Fitch forecasts Malaysia's net external creditor position to remain in line with the 'A' median at the end of 2016. The current-account surplus has been narrowing, but is likely to remain in a surplus of close to 1% of GDP in 2016. Fitch forecasts import growth to remain reasonably strong on continued investment spending, while exports are likely to remain subdued because of weak external demand. Portfolio flows and foreign-exchange reserves have stabilised since 3Q15 and Malaysia's external liquidity position remains stronger than the 'A' median as measured by the reserve coverage of current external payments and Fitch's liquidity ratio.

Household debt remains high and has been growing, and the ratio of household debt to GDP was just under 90% of GDP at the end of 1Q16, up from 86.8% at the end of 2014. However, the pace of increase in household loans has slowed to 6.2% at end-June 2016 from 9.4% at the end of 2014. The high level of household indebtedness could pose a risk to the banking sector in the event of an increase in interest rates or an income or employment shock. However, household balance sheets remain healthy in aggregate, banking-sector asset quality and capitalisation levels are strong, and Malaysia's banking system risk indicator score is 'bbb', in line with those of Poland (A-/Stable) and Israel (A/Positive).

Malaysia's structural indicators - especially income levels and standards of governance - are weaker than many of its peers in the 'A' rating category. Malaysia scores especially low on political stability and voice and accountability in the World Bank's governance indicators. Weakness in Malaysia's governance standards is highlighted by the ongoing issues with state-owned investment fund 1Malaysia Development Berhad (1MDB), which is currently under international investigation for charges of embezzlement of funds. So far, there is no discernible negative impact on economic policy-making, but the agency would be monitoring developments for any long-lasting impact that this affair could have on political stability, policy making or investor confidence.

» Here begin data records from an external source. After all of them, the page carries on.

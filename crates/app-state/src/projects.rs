//! Project and task listing store
//!
//! Caches the project list, the project currently open in detail and that
//! project's tasks. Fetch actions only replace state on HTTP 200; any other
//! successful status is reported back through [`FetchOutcome`] so callers can
//! tell "nothing changed" apart from a failure.

use api_client::ApiRequest;
use chrono::{DateTime, NaiveDateTime, Utc};
use parking_lot::RwLock;
use serde::de::DeserializeOwned;
use serde::{Deserialize, Serialize};
use serde_json::{Map, Value};
use std::fmt;

use crate::context::{decode, segment, StoreContext};
use crate::error::Result;

const PROJECTS_PATH: &str = "/v1/projects";

// =============================================================================
// Types
// =============================================================================

/// Identifier of a project or task; the API uses both numbers and strings
#[derive(Debug, Clone, PartialEq, Eq, Hash, Serialize, Deserialize)]
#[serde(untagged)]
pub enum EntityId {
    /// Numeric id
    Int(i64),
    /// String id
    Str(String),
}

impl fmt::Display for EntityId {
    fn fmt(&self, f: &mut fmt::Formatter<'_>) -> fmt::Result {
        match self {
            EntityId::Int(id) => write!(f, "{}", id),
            EntityId::Str(id) => f.write_str(id),
        }
    }
}

impl From<i64> for EntityId {
    fn from(id: i64) -> Self {
        EntityId::Int(id)
    }
}

impl From<&str> for EntityId {
    fn from(id: &str) -> Self {
        EntityId::Str(id.to_string())
    }
}

impl From<String> for EntityId {
    fn from(id: String) -> Self {
        EntityId::Str(id)
    }
}

/// A task belonging to a project
///
/// Decoding never fails on a recognised field of an unexpected shape: the
/// field is left unset and its raw value stays in `extra`.
#[derive(Debug, Clone, Default, PartialEq, Serialize, Deserialize)]
#[serde(rename_all = "camelCase", from = "RawTask")]
pub struct Task {
    /// Task id; unset for tasks not yet saved
    #[serde(skip_serializing_if = "Option::is_none")]
    pub id: Option<EntityId>,

    /// Owning project
    #[serde(skip_serializing_if = "Option::is_none")]
    pub project_id: Option<EntityId>,

    /// Creation time; RFC 3339, `YYYY-MM-DD HH:MM:SS` (UTC) and epoch
    /// seconds or milliseconds are understood
    #[serde(skip_serializing_if = "Option::is_none")]
    pub created_at: Option<DateTime<Utc>>,

    /// Remaining attributes
    #[serde(flatten)]
    pub extra: Map<String, Value>,
}

impl Task {
    /// A task for `project_id` with nothing else set
    pub fn for_project(project_id: impl Into<EntityId>) -> Self {
        Self {
            project_id: Some(project_id.into()),
            ..Default::default()
        }
    }
}

/// A project with its tasks
///
/// Decoded as leniently as [`Task`]; a `null` or malformed `tasks` field
/// yields no tasks.
#[derive(Debug, Clone, PartialEq, Serialize, Deserialize)]
#[serde(rename_all = "camelCase", from = "RawProject")]
pub struct Project {
    /// Project id
    #[serde(skip_serializing_if = "Option::is_none")]
    pub id: Option<EntityId>,

    /// Tasks in stored order
    pub tasks: Vec<Task>,

    /// Remaining attributes
    #[serde(flatten)]
    pub extra: Map<String, Value>,
}

impl Project {
    /// An empty project
    pub fn new(id: impl Into<EntityId>) -> Self {
        Self {
            id: Some(id.into()),
            tasks: Vec::new(),
            extra: Map::new(),
        }
    }

    /// Tasks ordered by creation time, newest first
    ///
    /// Tasks without a creation time sort last. Stored order is untouched.
    pub fn tasks_newest_first(&self) -> Vec<&Task> {
        let mut tasks: Vec<&Task> = self.tasks.iter().collect();
        tasks.sort_by(|a, b| b.created_at.cmp(&a.created_at));
        tasks
    }
}

// =============================================================================
// Lenient decoding
// =============================================================================

const NAIVE_FORMATS: [&str; 2] = ["%Y-%m-%d %H:%M:%S%.f", "%Y-%m-%dT%H:%M:%S%.f"];

/// Magnitude from which an epoch number is read as milliseconds
const EPOCH_MILLIS_THRESHOLD: i64 = 100_000_000_000;

#[derive(Deserialize)]
#[serde(rename_all = "camelCase")]
struct RawTask {
    #[serde(default)]
    id: Option<Value>,
    #[serde(default)]
    project_id: Option<Value>,
    #[serde(default)]
    created_at: Option<Value>,
    #[serde(flatten)]
    extra: Map<String, Value>,
}

#[derive(Deserialize)]
struct RawProject {
    #[serde(default)]
    id: Option<Value>,
    #[serde(default)]
    tasks: Option<Value>,
    #[serde(flatten)]
    extra: Map<String, Value>,
}

impl From<RawTask> for Task {
    fn from(raw: RawTask) -> Self {
        let mut extra = raw.extra;
        let id = lenient(raw.id, "id", &mut extra, entity_id);
        let project_id = lenient(raw.project_id, "projectId", &mut extra, entity_id);
        let created_at = lenient(raw.created_at, "createdAt", &mut extra, timestamp);

        Self {
            id,
            project_id,
            created_at,
            extra,
        }
    }
}

impl From<RawProject> for Project {
    fn from(raw: RawProject) -> Self {
        let mut extra = raw.extra;
        let id = lenient(raw.id, "id", &mut extra, entity_id);
        let tasks = lenient(raw.tasks, "tasks", &mut extra, |value| {
            serde_json::from_value(value.clone()).ok()
        })
        .unwrap_or_default();

        Self { id, tasks, extra }
    }
}

/// Parse a present, non-null field; unparseable values go back into `extra`
fn lenient<T>(
    raw: Option<Value>,
    key: &str,
    extra: &mut Map<String, Value>,
    parse: impl Fn(&Value) -> Option<T>,
) -> Option<T> {
    let raw = raw?;
    let parsed = parse(&raw);
    if parsed.is_none() {
        tracing::debug!(field = key, "keeping unrecognised value as-is");
        extra.insert(key.to_string(), raw);
    }
    parsed
}

fn entity_id(value: &Value) -> Option<EntityId> {
    match value {
        Value::Number(n) => n.as_i64().map(EntityId::Int),
        Value::String(s) => Some(EntityId::Str(s.clone())),
        _ => None,
    }
}

fn timestamp(value: &Value) -> Option<DateTime<Utc>> {
    match value {
        Value::String(s) => DateTime::parse_from_rfc3339(s)
            .map(|at| at.with_timezone(&Utc))
            .ok()
            .or_else(|| {
                NAIVE_FORMATS
                    .iter()
                    .find_map(|format| NaiveDateTime::parse_from_str(s, format).ok())
                    .map(|at| at.and_utc())
            }),
        Value::Number(n) => n.as_i64().and_then(|n| {
            if n.abs() >= EPOCH_MILLIS_THRESHOLD {
                DateTime::from_timestamp_millis(n)
            } else {
                DateTime::from_timestamp(n, 0)
            }
        }),
        _ => None,
    }
}

// =============================================================================
// State
// =============================================================================

/// Projects store state
#[derive(Debug, Clone, Default, PartialEq, Serialize)]
#[serde(rename_all = "camelCase")]
pub struct ProjectsState {
    /// All projects
    pub list: Vec<Project>,
    /// Project open in detail
    pub project: Option<Project>,
    /// Tasks of the project open in detail
    pub project_tasks: Vec<Task>,
}

/// What a fetch action did with the response
#[derive(Debug, Clone, Copy, PartialEq, Eq)]
pub enum FetchOutcome {
    /// HTTP 200; state was replaced
    Committed,
    /// Some other 2xx; state was left as it was
    NotCommitted {
        /// Response status
        status: u16,
    },
}

impl FetchOutcome {
    /// Whether state was replaced
    pub fn is_committed(&self) -> bool {
        matches!(self, FetchOutcome::Committed)
    }
}

// =============================================================================
// Store
// =============================================================================

/// Projects store
pub struct ProjectsStore {
    state: RwLock<ProjectsState>,
    ctx: StoreContext,
}

impl ProjectsStore {
    /// Create an empty store
    pub fn new(ctx: StoreContext) -> Self {
        Self {
            state: RwLock::new(ProjectsState::default()),
            ctx,
        }
    }

    /// Copy of the current state
    pub fn snapshot(&self) -> ProjectsState {
        self.state.read().clone()
    }

    /// All projects
    pub fn list(&self) -> Vec<Project> {
        self.state.read().list.clone()
    }

    /// Project open in detail
    pub fn project(&self) -> Option<Project> {
        self.state.read().project.clone()
    }

    /// Tasks of the project open in detail
    pub fn project_tasks(&self) -> Vec<Task> {
        self.state.read().project_tasks.clone()
    }

    // -------------------------------------------------------------------------
    // Mutations
    // -------------------------------------------------------------------------

    /// Replace the project list
    pub fn set_projects(&self, list: Vec<Project>) {
        tracing::debug!(mutation = "set_projects", count = list.len());
        self.state.write().list = list;
    }

    /// Replace the detailed project
    pub fn set_project(&self, project: Option<Project>) {
        tracing::debug!(mutation = "set_project", id = ?project.as_ref().and_then(|p| p.id.as_ref()));
        self.state.write().project = project;
    }

    /// Replace the detailed project's tasks
    pub fn set_tasks(&self, tasks: Vec<Task>) {
        tracing::debug!(mutation = "set_tasks", count = tasks.len());
        self.state.write().project_tasks = tasks;
    }

    /// Append `task` to the project in `list` it belongs to
    ///
    /// Returns `false`, leaving `list` unchanged, when no project matches.
    /// Every project sharing the id receives the task.
    pub fn add_task(&self, task: Task) -> bool {
        let Some(project_id) = task.project_id.clone() else {
            tracing::debug!(mutation = "add_task", "task has no project id");
            return false;
        };

        let mut state = self.state.write();
        let mut added = false;
        for project in state.list.iter_mut().filter(|p| p.id.as_ref() == Some(&project_id)) {
            project.tasks.push(task.clone());
            added = true;
        }

        tracing::debug!(mutation = "add_task", project_id = %project_id, added);
        added
    }

    // -------------------------------------------------------------------------
    // Actions
    // -------------------------------------------------------------------------

    /// Fetch all projects into `list`
    pub async fn get_projects(&self) -> Result<FetchOutcome> {
        self.fetch(PROJECTS_PATH.to_string(), |store, list| store.set_projects(list))
            .await
    }

    /// Fetch one project into `project`
    pub async fn get_project_by_id(&self, id: impl Into<EntityId>) -> Result<FetchOutcome> {
        let path = format!("{}/{}", PROJECTS_PATH, segment(&id.into().to_string()));
        self.fetch(path, |store, project| store.set_project(Some(project)))
            .await
    }

    /// Fetch a project's tasks into `project_tasks`
    pub async fn get_project_tasks(&self, id: impl Into<EntityId>) -> Result<FetchOutcome> {
        let path = format!("{}/{}/tasks", PROJECTS_PATH, segment(&id.into().to_string()));
        self.fetch(path, |store, tasks| store.set_tasks(tasks)).await
    }

    async fn fetch<T, F>(&self, path: String, commit: F) -> Result<FetchOutcome>
    where
        T: DeserializeOwned,
        F: FnOnce(&Self, T),
    {
        let response = self.ctx.http.execute(ApiRequest::get(path.as_str())).await?;

        if response.status != 200 {
            tracing::debug!(path = %path, status = response.status, "response not committed");
            return Ok(FetchOutcome::NotCommitted {
                status: response.status,
            });
        }

        commit(self, decode(response.data)?);
        Ok(FetchOutcome::Committed)
    }
}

SOVEREIGN RATING MODEL (SRM) and QUALITATIVE OVERLAY (QO)

Fitch's proprietary SRM assigns Malaysia a score equivalent to a rating of 'A-' on the Long-Term Foreign-Currency IDR scale.

Fitch's SRM is the agency's proprietary multiple regression rating model that employs 18 variables based on three-year centred averages, including one year of forecasts, to produce a score equivalent to a Long-Term Foreign-Currency IDR. Fitch's QO is a forward-looking qualitative framework designed to allow for adjustment to the SRM output to assign the final rating, reflecting factors within our criteria that are not fully quantifiable and/or not fully reflected in the SRM.

RATING SENSITIVITIES

The main factors that could, individually or collectively, lead to a negative rating action include:

- Deterioration in political stability or governance that leads to a weakening of credibility of policy-making institutions.

- Deterioration in fiscal discipline and broader public finances leading to higher government debt and deficit ratios.

- A further weakening of the balance of payments that strains domestic economic and/or financial stability.

The main factors that could, individually or collectively, lead to a positive rating action are:

- Sustained reductions in government debt ratios or contingent liabilities.

- Narrowing of structural weaknesses relative to peers, including GDP per capita and governance standards.

KEY ASSUMPTIONS

- The global economy performs broadly in line with Fitch's Global Economic Outlook.